━━ Input records
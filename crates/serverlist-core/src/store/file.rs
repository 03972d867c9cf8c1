// ── List file persistence ──
//
// One JSON array per game, loaded leniently and rewritten in full through a
// temp file in the same directory so a crash never leaves a truncated list.

use std::fs;
use std::io::{self, Write};
use std::path::{Path, PathBuf};

use serde::Serialize;
use serde_json::Value;
use serde_json::ser::{Formatter, PrettyFormatter};
use tempfile::NamedTempFile;
use tracing::{debug, warn};

use super::list::ServerList;
use crate::error::CoreError;
use crate::model::Server;

/// `{dir}/{game}-servers.json`
pub fn list_path(dir: &Path, game: &str) -> PathBuf {
    dir.join(format!("{game}-servers.json"))
}

/// Load a list file. A missing file is an empty list; a file that is not a
/// JSON array is fatal; individual records that do not parse are skipped.
pub fn load<T: Server>(path: &Path) -> Result<ServerList<T>, CoreError> {
    let load_err = |reason: String| CoreError::ListLoad {
        path: path.display().to_string(),
        reason,
    };

    let raw = match fs::read_to_string(path) {
        Ok(raw) => raw,
        Err(e) if e.kind() == io::ErrorKind::NotFound => {
            debug!(path = %path.display(), "no existing server list");
            return Ok(ServerList::new());
        }
        Err(e) => return Err(load_err(e.to_string())),
    };

    let records: Vec<Value> = serde_json::from_str(&raw).map_err(|e| load_err(e.to_string()))?;
    let total = records.len();
    let list: ServerList<T> = records
        .into_iter()
        .enumerate()
        .filter_map(|(index, record)| match serde_json::from_value::<T>(record) {
            Ok(server) => Some(server),
            Err(e) => {
                warn!(index, error = %e, "skipping unreadable server record");
                None
            }
        })
        .collect();

    debug!(path = %path.display(), total, loaded = list.len(), "loaded server list");
    Ok(list)
}

/// Atomically replace the list file with `list`.
///
/// With `ensure_ascii` every non-ASCII character is written as a `\uXXXX`
/// escape, matching what existing consumers of the files expect.
pub fn save<T: Server>(path: &Path, list: &ServerList<T>, ensure_ascii: bool) -> Result<(), CoreError> {
    let write_err = |reason: String| CoreError::ListWrite {
        path: path.display().to_string(),
        reason,
    };

    let dir = match path.parent() {
        Some(dir) if !dir.as_os_str().is_empty() => dir,
        _ => Path::new("."),
    };
    let mut tmp = NamedTempFile::new_in(dir).map_err(|e| write_err(e.to_string()))?;

    let written = if ensure_ascii {
        write_json(&mut tmp, list, AsciiPretty::default())
    } else {
        write_json(&mut tmp, list, PrettyFormatter::with_indent(b"  "))
    };
    written
        .and_then(|()| tmp.flush())
        .map_err(|e| write_err(e.to_string()))?;

    tmp.persist(path).map_err(|e| write_err(e.error.to_string()))?;
    debug!(path = %path.display(), servers = list.len(), "wrote server list");
    Ok(())
}

fn write_json<W: Write, F: Formatter, T: Serialize>(writer: W, value: &T, formatter: F) -> io::Result<()> {
    let mut ser = serde_json::Serializer::with_formatter(writer, formatter);
    value.serialize(&mut ser).map_err(io::Error::from)
}

// ── ASCII-escaping pretty printer ───────────────────────────────────

/// Pretty printer (two-space indent) that escapes non-ASCII characters as
/// UTF-16 `\uXXXX` sequences.
struct AsciiPretty {
    inner: PrettyFormatter<'static>,
}

impl Default for AsciiPretty {
    fn default() -> Self {
        Self {
            inner: PrettyFormatter::with_indent(b"  "),
        }
    }
}

impl Formatter for AsciiPretty {
    fn write_string_fragment<W: ?Sized + Write>(&mut self, writer: &mut W, fragment: &str) -> io::Result<()> {
        let mut start = 0;
        for (i, c) in fragment.char_indices() {
            if c.is_ascii() {
                continue;
            }
            writer.write_all(fragment.get(start..i).unwrap_or_default().as_bytes())?;
            let mut units = [0u16; 2];
            for unit in c.encode_utf16(&mut units) {
                write!(writer, "\\u{unit:04x}")?;
            }
            start = i + c.len_utf8();
        }
        writer.write_all(fragment.get(start..).unwrap_or_default().as_bytes())
    }

    fn begin_array<W: ?Sized + Write>(&mut self, writer: &mut W) -> io::Result<()> {
        self.inner.begin_array(writer)
    }

    fn end_array<W: ?Sized + Write>(&mut self, writer: &mut W) -> io::Result<()> {
        self.inner.end_array(writer)
    }

    fn begin_array_value<W: ?Sized + Write>(&mut self, writer: &mut W, first: bool) -> io::Result<()> {
        self.inner.begin_array_value(writer, first)
    }

    fn end_array_value<W: ?Sized + Write>(&mut self, writer: &mut W) -> io::Result<()> {
        self.inner.end_array_value(writer)
    }

    fn begin_object<W: ?Sized + Write>(&mut self, writer: &mut W) -> io::Result<()> {
        self.inner.begin_object(writer)
    }

    fn end_object<W: ?Sized + Write>(&mut self, writer: &mut W) -> io::Result<()> {
        self.inner.end_object(writer)
    }

    fn begin_object_key<W: ?Sized + Write>(&mut self, writer: &mut W, first: bool) -> io::Result<()> {
        self.inner.begin_object_key(writer, first)
    }

    fn begin_object_value<W: ?Sized + Write>(&mut self, writer: &mut W) -> io::Result<()> {
        self.inner.begin_object_value(writer)
    }

    fn end_object_value<W: ?Sized + Write>(&mut self, writer: &mut W) -> io::Result<()> {
        self.inner.end_object_value(writer)
    }
}
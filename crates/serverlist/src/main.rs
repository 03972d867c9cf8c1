mod cli;
mod commands;
mod config;
mod error;

use clap::Parser;
use tracing_subscriber::EnvFilter;

use crate::cli::{Cli, Command};
use crate::error::CliError;

#[tokio::main]
async fn main() {
    let cli = Cli::parse();

    init_tracing(
        cli.global.verbose,
        cli.command.common().is_some_and(|common| common.debug),
    );

    if let Err(err) = run(cli).await {
        let code = err.exit_code();
        eprintln!("{:?}", miette::Report::new(err));
        std::process::exit(code);
    }
}

/// `RUST_LOG` wins; otherwise `-v` count or `--debug` picks the level.
fn init_tracing(verbosity: u8, debug: bool) {
    let filter = match (verbosity, debug) {
        (0, false) => "info",
        (0 | 1, _) => "debug",
        _ => "trace",
    };

    tracing_subscriber::fmt()
        .with_env_filter(EnvFilter::try_from_default_env().unwrap_or_else(|_| EnvFilter::new(filter)))
        .with_writer(std::io::stderr)
        .with_target(false)
        .init();
}

async fn run(cli: Cli) -> Result<(), CliError> {
    if let Command::Completions(args) = cli.command {
        use clap::CommandFactory;
        use clap_complete::generate;

        let mut cmd = Cli::command();
        generate(args.shell, &mut cmd, "serverlist", &mut std::io::stdout());
        return Ok(());
    }

    let config = config::load_config(cli.global.config.as_deref())?;
    commands::dispatch(cli.command, &config).await?;
    Ok(())
}
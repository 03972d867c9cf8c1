// gamedig, used to probe Frostbite servers for their query port

use std::path::PathBuf;
use std::time::Duration;

use serde_json::{Map, Value};
use tracing::debug;

use super::run;
use crate::error::Error;

/// Parsed gamedig JSON output.
#[derive(Debug, Clone, Default, PartialEq)]
pub struct GamedigResponse(Map<String, Value>);

impl GamedigResponse {
    pub fn from_map(map: Map<String, Value>) -> Self {
        Self(map)
    }

    /// A top-level string field.
    pub fn get_str(&self, key: &str) -> Option<&str> {
        self.0.get(key).and_then(Value::as_str)
    }

    pub fn connect(&self) -> Option<&str> {
        self.get_str("connect")
    }

    pub fn name(&self) -> Option<&str> {
        self.get_str("name")
    }
}

#[derive(Debug, Clone)]
pub struct Gamedig {
    bin: PathBuf,
    timeout: Duration,
}

impl Gamedig {
    pub fn new(bin: impl Into<PathBuf>, timeout: Duration) -> Self {
        Self {
            bin: bin.into(),
            timeout,
        }
    }

    /// Query `ip:port` as `game_type`, only ever on the given port.
    pub async fn query(&self, game_type: &str, ip: &str, port: u16) -> Result<GamedigResponse, Error> {
        let args = [
            "--type".to_owned(),
            game_type.to_owned(),
            format!("{ip}:{port}"),
            "--maxAttempts".to_owned(),
            "2".to_owned(),
            "--socketTimeout".to_owned(),
            "2000".to_owned(),
            "--givenPortOnly".to_owned(),
        ];
        let output = run(&self.bin, &args, None, self.timeout).await?;

        if !output.stderr.is_empty() || output.stdout.is_empty() {
            return Err(Error::Subprocess {
                program: "gamedig".into(),
                message: String::from_utf8_lossy(&output.stderr).trim().to_owned(),
            });
        }

        let parsed: Map<String, Value> = serde_json::from_slice(&output.stdout).map_err(|e| {
            Error::Deserialization {
                message: e.to_string(),
                body: String::from_utf8_lossy(&output.stdout).into_owned(),
            }
        })?;

        let response = GamedigResponse(parsed);
        if let Some(error) = response.get_str("error") {
            if error.starts_with("Failed all") {
                debug!(ip, port, error, "gamedig query failed");
                return Err(Error::protocol(error));
            }
        }
        Ok(response)
    }
}

#[cfg(all(test, unix))]
#[allow(clippy::unwrap_used)]
mod tests {
    use super::*;
    use crate::tools::test_support::script;

    #[tokio::test]
    async fn parses_successful_query() {
        let dir = tempfile::tempdir().unwrap();
        let bin = script(
            &dir,
            "gamedig",
            "echo '{\"name\":\"Test Server\",\"connect\":\"1.2.3.4:25200\"}'\n",
        );
        let gamedig = Gamedig::new(bin, Duration::from_secs(5));

        let resp = gamedig.query("bf4", "1.2.3.4", 47200).await.unwrap();
        assert_eq!(resp.connect(), Some("1.2.3.4:25200"));
        assert_eq!(resp.name(), Some("Test Server"));
    }

    #[tokio::test]
    async fn passes_address_and_flags() {
        let dir = tempfile::tempdir().unwrap();
        let bin = script(&dir, "gamedig", "printf '{\"args\":\"%s\"}' \"$*\"\n");
        let gamedig = Gamedig::new(bin, Duration::from_secs(5));

        let resp = gamedig.query("bf4", "1.2.3.4", 47200).await.unwrap();
        assert_eq!(
            resp.get_str("args"),
            Some("--type bf4 1.2.3.4:47200 --maxAttempts 2 --socketTimeout 2000 --givenPortOnly")
        );
    }

    #[tokio::test]
    async fn failed_all_is_an_error() {
        let dir = tempfile::tempdir().unwrap();
        let bin = script(
            &dir,
            "gamedig",
            "echo '{\"error\":\"Failed all 2 attempts\"}'\n",
        );
        let gamedig = Gamedig::new(bin, Duration::from_secs(5));

        let result = gamedig.query("bf4", "1.2.3.4", 47200).await;
        assert!(matches!(result, Err(Error::Protocol { .. })));
    }

    #[tokio::test]
    async fn stderr_output_is_an_error() {
        let dir = tempfile::tempdir().unwrap();
        let bin = script(&dir, "gamedig", "echo '{}'\necho boom >&2\n");
        let gamedig = Gamedig::new(bin, Duration::from_secs(5));

        let result = gamedig.query("bf4", "1.2.3.4", 47200).await;
        assert!(matches!(result, Err(Error::Subprocess { .. })));
    }

    #[tokio::test]
    async fn slow_tool_times_out() {
        let dir = tempfile::tempdir().unwrap();
        let bin = script(&dir, "gamedig", "sleep 5\n");
        let gamedig = Gamedig::new(bin, Duration::from_millis(200));

        let result = gamedig.query("bf4", "1.2.3.4", 47200).await;
        assert!(matches!(result, Err(Error::Timeout { .. })));
    }
}
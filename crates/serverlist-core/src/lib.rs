//! Reconciliation engine between `serverlist-api` and the `serverlist` CLI.
//!
//! This crate owns the persisted server model and the logic that keeps a
//! list file in step with what upstream principals advertise:
//!
//! - **[`Lister`]**: one run against one list file. Loads the known set,
//!   merges freshly fetched candidates, sweeps expired entries and writes
//!   the result back atomically.
//!
//! - **[`Source`]**: the strategy trait every protocol family implements.
//!   The engine only ever talks to a source through it. Sources that need
//!   query port discovery also implement [`QueryPortSource`].
//!
//! - **[`ServerList`]**: insertion-ordered known set keyed by uid, with the
//!   merge rules for `via`, links and timestamps.
//!
//! - **Domain model** ([`model`]): the three persisted server shapes plus
//!   the value types they carry.

pub mod error;
pub mod expire;
pub mod links;
pub mod lister;
pub mod model;
pub mod paginate;
pub mod query_port;
pub mod source;
pub mod sources;
pub mod store;

// ── Primary re-exports ──────────────────────────────────────────────
pub use error::CoreError;
pub use expire::ExpireSummary;
pub use lister::{Lister, ListerOptions, RunSummary};
pub use paginate::PageOptions;
pub use query_port::{QueryPortStats, QueryTool};
pub use source::{PortValidator, ProbeOutcome, QueryPortSource, Source};
pub use store::ServerList;

pub use model::{
    ClassicServer, FrostbiteServer, GametoolsServer, QueryPort, Server, ViaStatus, WebLink,
};
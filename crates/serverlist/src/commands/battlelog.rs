use serverlist_api::HttpClient;
use serverlist_api::http::BattlelogClient;
use serverlist_core::RunSummary;
use serverlist_core::sources::battlelog::BattlelogSource;

use crate::cli::BattlelogArgs;
use crate::config::{self, Config};
use crate::error::CliError;

pub async fn handle(args: BattlelogArgs, config: &Config) -> Result<RunSummary, CliError> {
    let http = HttpClient::new(&config::transport(Some(&args.http), config))?;
    let base = config::upstream_url("battlelog", &config.upstream.battlelog)?;
    let source = BattlelogSource::new(
        BattlelogClient::new(http, base),
        args.game,
        config::page_options(&args.http, config)?,
        config::add_links(&args.common, config),
    );

    let options = config::lister_options(&args.common, config, args.game.as_ref())?;
    let tool = config::query_port_tool(&args.query_port, config)?;
    super::run_with_query_ports(source, options, tool).await
}
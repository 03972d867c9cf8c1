// ── Source strategy ──
//
// The engine is written once against these traits. Each protocol family
// provides one implementation; the engine never inspects which.

use std::future::Future;
use std::sync::Arc;
use std::time::Duration;

use serverlist_api::tools::GamedigResponse;

use crate::error::CoreError;
use crate::model::{FrostbiteServer, Server, WebLink};
use crate::store::ServerList;

/// Result of a direct existence check against one server.
#[derive(Debug, Clone, Copy, PartialEq, Eq)]
pub enum ProbeOutcome {
    /// The check completed and the server is still there.
    Found,
    /// The check completed and the server is gone.
    NotFound,
    /// The check could not complete. Never grounds for removal.
    Failed,
}

pub trait Source: Send + Sync {
    type Server: Server;

    /// Short name used in logs and errors.
    fn name(&self) -> &str;

    /// Fetch the servers currently advertised upstream.
    ///
    /// Bounded retries happen inside. Fetch-driven sources return
    /// [`CoreError::Exhausted`] when every attempt failed; paginated sources
    /// return whatever they accumulated.
    fn fetch_candidates(&self) -> impl Future<Output = Result<Vec<Self::Server>, CoreError>> + Send;

    /// Check whether a server that dropped out of the upstream list is
    /// still alive.
    fn check_existence(&self, server: &Self::Server) -> impl Future<Output = ProbeOutcome> + Send;

    /// Links for a server, by uid and (where known) address.
    fn build_links(&self, _uid: &str, _ip: Option<&str>, _port: Option<u16>) -> Vec<WebLink> {
        Vec::new()
    }

    /// Delay before the next recovery probe after `failures` consecutive
    /// failed probes.
    fn backoff(&self, _failures: u32) -> Duration {
        Duration::ZERO
    }

    /// Whether the list file escapes non-ASCII characters.
    fn ensure_ascii(&self) -> bool {
        true
    }
}

/// Decides whether a query response really came from the given server.
pub type PortValidator = Arc<dyn Fn(&FrostbiteServer, &GamedigResponse) -> bool + Send + Sync>;

/// Sources whose servers need their query port discovered.
pub trait QueryPortSource: Source<Server = FrostbiteServer> {
    /// Probe tool game type.
    fn gamedig_type(&self) -> &str;

    /// Ordered candidate ports for a server on `game_port`. May contain
    /// out-of-range values; the scheduler filters them.
    fn port_candidates(&self, game_port: u16) -> Vec<i64>;

    fn port_validator(&self, known: &ServerList<FrostbiteServer>) -> PortValidator;
}
// ── Paginated fetch loop ──
//
// Browse APIs whose pagination is broken return a near-random subset of
// servers on every call to the first page. Keep asking until enough calls
// in a row bring nothing new.

use std::future::Future;
use std::time::Duration;

use chrono::Utc;
use indexmap::IndexMap;
use tracing::{debug, error, info};

use crate::model::Server;

/// One logical page request.
pub trait PageSource: Send + Sync {
    type Server: Server;

    /// Fetch one page, already filtered down to the servers worth keeping.
    fn fetch_page(&self) -> impl Future<Output = Result<Vec<Self::Server>, serverlist_api::Error>> + Send;
}

#[derive(Debug, Clone, Copy, PartialEq)]
pub struct PageOptions {
    /// Stop after this many consecutive calls without a new server.
    pub page_limit: u32,
    /// Base of the exponential delay between calls, in seconds.
    pub sleep: f64,
    /// Stop after this many consecutive failed calls.
    pub max_attempts: u32,
}

impl Default for PageOptions {
    fn default() -> Self {
        Self {
            page_limit: 10,
            sleep: 0.0,
            max_attempts: 3,
        }
    }
}

/// `base^exp` seconds, clamped to something sleepable.
pub(crate) fn pow_secs(base: f64, exp: u32) -> Duration {
    let secs = base.powi(i32::try_from(exp).unwrap_or(i32::MAX));
    Duration::try_from_secs_f64(secs).unwrap_or(if secs > 0.0 { Duration::MAX } else { Duration::ZERO })
}

/// Collect unique servers until the page stops yielding new ones or the
/// upstream keeps failing. Failures never surface: whatever was gathered
/// is returned.
pub async fn fetch_all<P: PageSource>(pages: &P, opts: PageOptions) -> Vec<P::Server> {
    let mut found: IndexMap<String, P::Server> = IndexMap::new();
    let mut pages_since_unique = 0u32;
    let mut attempt = 0u32;
    let mut pages_ok = 0u32;

    info!("starting server list retrieval");
    while pages_since_unique < opts.page_limit && attempt < opts.max_attempts {
        if pages_ok > 0 {
            tokio::time::sleep(pow_secs(opts.sleep, attempt + 1)).await;
        }

        let page = match pages.fetch_page().await {
            Ok(page) => page,
            Err(e) => {
                attempt += 1;
                error!(error = %e, attempt, max_attempts = opts.max_attempts, "page request failed");
                continue;
            }
        };
        attempt = 0;
        pages_ok += 1;

        let before = found.len();
        let now = Utc::now();
        for server in page {
            if let Some(known) = found.get_mut(server.uid()) {
                known.touch(now);
            } else {
                found.insert(server.uid().to_owned(), server);
            }
        }

        let new = found.len() - before;
        if new == 0 {
            pages_since_unique += 1;
            info!(page = pages_ok, pages_since_unique, "got nothing but duplicates");
        } else {
            pages_since_unique = 0;
            info!(new, "got new servers");
        }
    }

    debug!(total = found.len(), pages = pages_ok, "server list retrieval finished");
    found.into_values().collect()
}
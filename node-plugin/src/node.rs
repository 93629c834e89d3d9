use crate::{
    common::*,
    error::NodeError,
    schema::{InputSchema, OutputSchema},
    value::{NodeInputs, NodeValue},
};

/// A unit of computation a host can place in its graph.
///
/// The descriptor methods return plain data and never run any computation.
/// Hosts call [Node::invoke], which validates the inputs against
/// [Node::describe_inputs], runs [Node::execute] and checks the outputs
/// against [Node::describe_outputs].
pub trait Node: Send + Sync {
    /// The menu category the host files this node under.
    fn category(&self) -> &str;

    fn describe_inputs(&self) -> InputSchema;

    fn describe_outputs(&self) -> OutputSchema;

    /// Runs the node on inputs that already passed schema resolution.
    fn execute(&self, inputs: &NodeInputs) -> Result<Vec<NodeValue>, NodeError>;

    fn invoke(&self, inputs: NodeInputs) -> Result<Vec<NodeValue>, NodeError> {
        let inputs = self.describe_inputs().resolve(inputs)?;
        let outputs = self.execute(&inputs)?;
        self.describe_outputs().check(&outputs)?;
        debug!(
            "node in category '{}' produced {} outputs",
            self.category(),
            outputs.len()
        );
        Ok(outputs)
    }
}

impl fmt::Debug for dyn Node {
    fn fmt(&self, f: &mut fmt::Formatter<'_>) -> fmt::Result {
        f.debug_struct("Node")
            .field("category", &self.category())
            .field("function", &self.describe_outputs().function)
            .finish()
    }
}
━━━━
# What this task involves:
What are the lines, exactly as written above, from the line with "fn end_object<W: ?Sized" to the line with "async fn main()", both included? Output only those.

# Finished exercise:
    fn end_object<W: ?Sized + Write>(&mut self, writer: &mut W) -> io::Result<()> {
        self.inner.end_object(writer)
    }

    fn begin_object_key<W: ?Sized + Write>(&mut self, writer: &mut W, first: bool) -> io::Result<()> {
        self.inner.begin_object_key(writer, first)
    }

    fn begin_object_value<W: ?Sized + Write>(&mut self, writer: &mut W) -> io::Result<()> {
        self.inner.begin_object_value(writer)
    }

    fn end_object_value<W: ?Sized + Write>(&mut self, writer: &mut W) -> io::Result<()> {
        self.inner.end_object_value(writer)
    }
}
filename crates/serverlist/src/main.rs
repository 03972d867c9cf8c1
mod cli;
mod commands;
mod config;
mod error;

use clap::Parser;
use tracing_subscriber::EnvFilter;

use crate::cli::{Cli, Command};
use crate::error::CliError;

#[tokio::main]
async fn main() {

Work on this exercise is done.